____ DATA SUPPLIED

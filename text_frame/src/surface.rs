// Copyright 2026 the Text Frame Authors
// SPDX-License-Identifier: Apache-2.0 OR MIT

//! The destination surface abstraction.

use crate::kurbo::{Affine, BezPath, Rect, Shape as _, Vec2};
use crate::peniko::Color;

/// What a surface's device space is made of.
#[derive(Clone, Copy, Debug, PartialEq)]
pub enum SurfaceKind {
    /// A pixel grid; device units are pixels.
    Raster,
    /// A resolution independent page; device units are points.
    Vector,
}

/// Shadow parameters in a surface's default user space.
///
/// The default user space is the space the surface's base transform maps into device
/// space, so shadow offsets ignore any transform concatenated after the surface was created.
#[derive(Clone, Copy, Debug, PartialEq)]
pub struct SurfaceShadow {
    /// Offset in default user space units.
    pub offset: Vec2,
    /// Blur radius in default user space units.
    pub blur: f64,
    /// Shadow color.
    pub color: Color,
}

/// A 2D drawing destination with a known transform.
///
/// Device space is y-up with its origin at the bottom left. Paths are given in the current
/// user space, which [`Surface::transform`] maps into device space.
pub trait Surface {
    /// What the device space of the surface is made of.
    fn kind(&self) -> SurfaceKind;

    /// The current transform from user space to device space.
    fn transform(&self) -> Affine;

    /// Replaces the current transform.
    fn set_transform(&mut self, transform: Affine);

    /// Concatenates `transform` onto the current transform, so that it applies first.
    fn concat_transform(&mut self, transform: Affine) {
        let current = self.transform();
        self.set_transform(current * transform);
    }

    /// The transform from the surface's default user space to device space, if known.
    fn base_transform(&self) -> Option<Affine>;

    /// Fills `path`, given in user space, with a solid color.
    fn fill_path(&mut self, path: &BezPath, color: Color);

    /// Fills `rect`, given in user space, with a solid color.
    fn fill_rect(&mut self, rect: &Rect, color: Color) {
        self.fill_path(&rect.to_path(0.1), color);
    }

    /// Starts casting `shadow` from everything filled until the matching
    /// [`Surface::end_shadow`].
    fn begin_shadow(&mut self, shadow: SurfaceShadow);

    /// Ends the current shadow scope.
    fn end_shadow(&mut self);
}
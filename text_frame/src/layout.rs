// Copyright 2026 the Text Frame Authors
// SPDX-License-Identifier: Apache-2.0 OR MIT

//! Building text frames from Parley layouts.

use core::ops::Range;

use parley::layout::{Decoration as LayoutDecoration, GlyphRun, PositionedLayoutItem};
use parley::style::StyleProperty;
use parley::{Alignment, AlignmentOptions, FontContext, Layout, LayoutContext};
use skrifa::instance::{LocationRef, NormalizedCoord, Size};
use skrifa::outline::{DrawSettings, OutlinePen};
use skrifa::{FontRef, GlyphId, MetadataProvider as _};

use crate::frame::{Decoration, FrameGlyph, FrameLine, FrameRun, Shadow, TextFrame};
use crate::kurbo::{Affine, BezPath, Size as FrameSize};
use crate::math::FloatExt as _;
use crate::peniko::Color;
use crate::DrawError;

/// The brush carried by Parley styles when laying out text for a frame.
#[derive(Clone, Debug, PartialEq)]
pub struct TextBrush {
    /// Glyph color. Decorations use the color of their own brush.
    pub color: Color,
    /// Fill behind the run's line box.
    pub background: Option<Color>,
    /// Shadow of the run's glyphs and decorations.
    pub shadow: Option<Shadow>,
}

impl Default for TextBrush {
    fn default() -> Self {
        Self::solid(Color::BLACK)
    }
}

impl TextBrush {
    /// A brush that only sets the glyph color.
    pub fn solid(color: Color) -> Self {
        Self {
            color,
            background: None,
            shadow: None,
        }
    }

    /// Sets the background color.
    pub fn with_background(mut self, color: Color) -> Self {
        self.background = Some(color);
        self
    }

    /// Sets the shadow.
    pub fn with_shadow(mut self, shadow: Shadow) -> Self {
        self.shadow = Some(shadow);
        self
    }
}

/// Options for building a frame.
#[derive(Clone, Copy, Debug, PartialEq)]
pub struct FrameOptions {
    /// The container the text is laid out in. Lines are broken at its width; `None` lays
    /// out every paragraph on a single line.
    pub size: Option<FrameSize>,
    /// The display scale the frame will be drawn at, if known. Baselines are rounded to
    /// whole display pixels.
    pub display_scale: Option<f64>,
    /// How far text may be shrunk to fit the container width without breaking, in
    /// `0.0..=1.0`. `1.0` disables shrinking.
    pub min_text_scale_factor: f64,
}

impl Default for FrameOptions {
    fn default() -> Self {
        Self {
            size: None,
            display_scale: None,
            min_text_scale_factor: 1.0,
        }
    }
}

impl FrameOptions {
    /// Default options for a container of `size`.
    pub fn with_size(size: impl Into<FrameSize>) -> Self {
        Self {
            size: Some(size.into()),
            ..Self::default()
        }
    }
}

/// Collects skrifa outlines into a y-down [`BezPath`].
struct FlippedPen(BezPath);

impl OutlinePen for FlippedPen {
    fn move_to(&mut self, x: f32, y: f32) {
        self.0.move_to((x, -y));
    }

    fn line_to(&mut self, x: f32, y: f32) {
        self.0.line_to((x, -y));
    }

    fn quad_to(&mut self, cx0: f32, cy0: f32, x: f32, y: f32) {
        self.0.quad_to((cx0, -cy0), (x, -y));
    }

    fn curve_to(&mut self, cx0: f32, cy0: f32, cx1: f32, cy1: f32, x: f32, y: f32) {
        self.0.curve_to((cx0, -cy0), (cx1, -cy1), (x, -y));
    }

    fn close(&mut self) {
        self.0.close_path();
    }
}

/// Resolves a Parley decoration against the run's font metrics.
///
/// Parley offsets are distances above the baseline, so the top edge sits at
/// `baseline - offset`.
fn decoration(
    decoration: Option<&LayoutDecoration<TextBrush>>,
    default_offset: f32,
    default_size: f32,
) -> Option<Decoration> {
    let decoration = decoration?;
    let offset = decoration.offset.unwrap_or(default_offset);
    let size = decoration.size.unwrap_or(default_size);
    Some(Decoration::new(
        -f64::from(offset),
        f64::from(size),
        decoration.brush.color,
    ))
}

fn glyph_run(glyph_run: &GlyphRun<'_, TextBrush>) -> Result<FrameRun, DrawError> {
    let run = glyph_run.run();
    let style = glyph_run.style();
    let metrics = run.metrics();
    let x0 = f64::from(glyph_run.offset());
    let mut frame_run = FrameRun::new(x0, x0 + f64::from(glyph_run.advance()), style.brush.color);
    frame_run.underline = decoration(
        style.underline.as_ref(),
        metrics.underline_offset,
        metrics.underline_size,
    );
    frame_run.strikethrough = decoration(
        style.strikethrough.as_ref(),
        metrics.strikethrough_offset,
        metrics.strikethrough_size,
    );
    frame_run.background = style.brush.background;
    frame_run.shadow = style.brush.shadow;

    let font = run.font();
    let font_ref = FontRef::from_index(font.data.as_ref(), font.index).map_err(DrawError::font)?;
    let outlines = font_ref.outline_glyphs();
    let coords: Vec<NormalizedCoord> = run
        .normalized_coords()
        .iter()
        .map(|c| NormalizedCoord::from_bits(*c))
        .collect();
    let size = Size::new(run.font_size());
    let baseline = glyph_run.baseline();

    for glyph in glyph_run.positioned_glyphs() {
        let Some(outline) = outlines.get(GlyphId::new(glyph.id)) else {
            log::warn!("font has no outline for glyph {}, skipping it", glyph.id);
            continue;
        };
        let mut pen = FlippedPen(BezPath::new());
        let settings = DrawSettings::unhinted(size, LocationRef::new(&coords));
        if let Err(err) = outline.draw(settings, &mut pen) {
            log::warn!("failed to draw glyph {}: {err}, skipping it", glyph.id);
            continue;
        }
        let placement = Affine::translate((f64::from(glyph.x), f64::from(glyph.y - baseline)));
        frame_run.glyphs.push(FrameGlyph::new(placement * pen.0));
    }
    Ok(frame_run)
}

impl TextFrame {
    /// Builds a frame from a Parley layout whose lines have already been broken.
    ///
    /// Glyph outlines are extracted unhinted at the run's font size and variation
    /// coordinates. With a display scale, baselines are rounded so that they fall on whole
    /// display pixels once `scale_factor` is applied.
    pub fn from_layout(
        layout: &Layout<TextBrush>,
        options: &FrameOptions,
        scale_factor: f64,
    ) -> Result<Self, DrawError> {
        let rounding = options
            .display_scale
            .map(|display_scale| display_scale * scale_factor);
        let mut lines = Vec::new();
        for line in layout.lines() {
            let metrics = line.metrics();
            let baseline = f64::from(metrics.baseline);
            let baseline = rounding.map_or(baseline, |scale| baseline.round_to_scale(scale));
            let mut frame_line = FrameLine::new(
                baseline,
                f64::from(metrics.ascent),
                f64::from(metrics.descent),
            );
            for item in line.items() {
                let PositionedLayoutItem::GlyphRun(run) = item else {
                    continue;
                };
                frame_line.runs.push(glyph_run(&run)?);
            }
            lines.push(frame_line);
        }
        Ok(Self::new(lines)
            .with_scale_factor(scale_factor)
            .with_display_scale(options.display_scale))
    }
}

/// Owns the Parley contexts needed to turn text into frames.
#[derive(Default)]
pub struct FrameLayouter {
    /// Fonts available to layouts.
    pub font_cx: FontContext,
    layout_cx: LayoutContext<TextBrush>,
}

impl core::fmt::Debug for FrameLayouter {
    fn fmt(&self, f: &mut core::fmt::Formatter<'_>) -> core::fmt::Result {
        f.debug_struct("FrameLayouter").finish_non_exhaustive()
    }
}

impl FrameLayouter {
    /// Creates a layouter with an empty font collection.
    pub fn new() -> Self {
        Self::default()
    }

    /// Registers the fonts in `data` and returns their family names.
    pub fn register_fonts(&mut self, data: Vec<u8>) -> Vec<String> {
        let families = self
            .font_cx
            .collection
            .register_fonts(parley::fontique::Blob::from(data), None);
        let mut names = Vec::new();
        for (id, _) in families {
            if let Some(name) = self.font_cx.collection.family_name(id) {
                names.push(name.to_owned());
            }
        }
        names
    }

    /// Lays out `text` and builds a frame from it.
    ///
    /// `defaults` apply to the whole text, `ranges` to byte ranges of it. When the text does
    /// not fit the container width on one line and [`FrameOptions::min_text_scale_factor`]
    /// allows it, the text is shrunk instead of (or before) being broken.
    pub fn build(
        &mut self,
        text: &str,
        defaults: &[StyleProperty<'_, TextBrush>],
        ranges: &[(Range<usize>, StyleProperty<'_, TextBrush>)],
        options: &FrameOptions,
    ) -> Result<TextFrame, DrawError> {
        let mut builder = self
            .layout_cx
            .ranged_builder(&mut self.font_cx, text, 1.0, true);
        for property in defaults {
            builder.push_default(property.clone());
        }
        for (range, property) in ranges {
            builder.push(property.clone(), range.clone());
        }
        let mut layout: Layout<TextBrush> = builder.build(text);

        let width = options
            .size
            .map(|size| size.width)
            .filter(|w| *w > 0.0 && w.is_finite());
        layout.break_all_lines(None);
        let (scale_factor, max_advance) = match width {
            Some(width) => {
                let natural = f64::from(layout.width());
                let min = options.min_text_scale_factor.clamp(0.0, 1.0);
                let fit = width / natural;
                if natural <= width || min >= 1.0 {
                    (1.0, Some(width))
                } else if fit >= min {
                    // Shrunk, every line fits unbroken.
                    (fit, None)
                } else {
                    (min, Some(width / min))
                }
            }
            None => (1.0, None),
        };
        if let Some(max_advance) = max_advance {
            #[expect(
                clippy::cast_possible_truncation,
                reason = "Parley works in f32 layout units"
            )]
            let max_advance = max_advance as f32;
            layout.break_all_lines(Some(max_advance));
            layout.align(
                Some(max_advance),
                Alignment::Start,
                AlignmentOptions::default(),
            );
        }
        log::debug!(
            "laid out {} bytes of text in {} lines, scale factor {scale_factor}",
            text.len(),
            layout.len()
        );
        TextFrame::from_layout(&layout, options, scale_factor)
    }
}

________

• _WORK REQUIRED_
Starting at the line that contains "self.background = Some(color);" and stopping after the line that contains "are rounded to", write out every line exactly as it appears above, and no other line.

• _TASK ANSWER_
        self.background = Some(color);
        self
    }

    /// Sets the shadow.
    pub fn with_shadow(mut self, shadow: Shadow) -> Self {
        self.shadow = Some(shadow);
        self
    }
}

/// Options for building a frame.
#[derive(Clone, Copy, Debug, PartialEq)]
pub struct FrameOptions {
    /// The container the text is laid out in. Lines are broken at its width; `None` lays
    /// out every paragraph on a single line.
    pub size: Option<FrameSize>,
    /// The display scale the frame will be drawn at, if known. Baselines are rounded to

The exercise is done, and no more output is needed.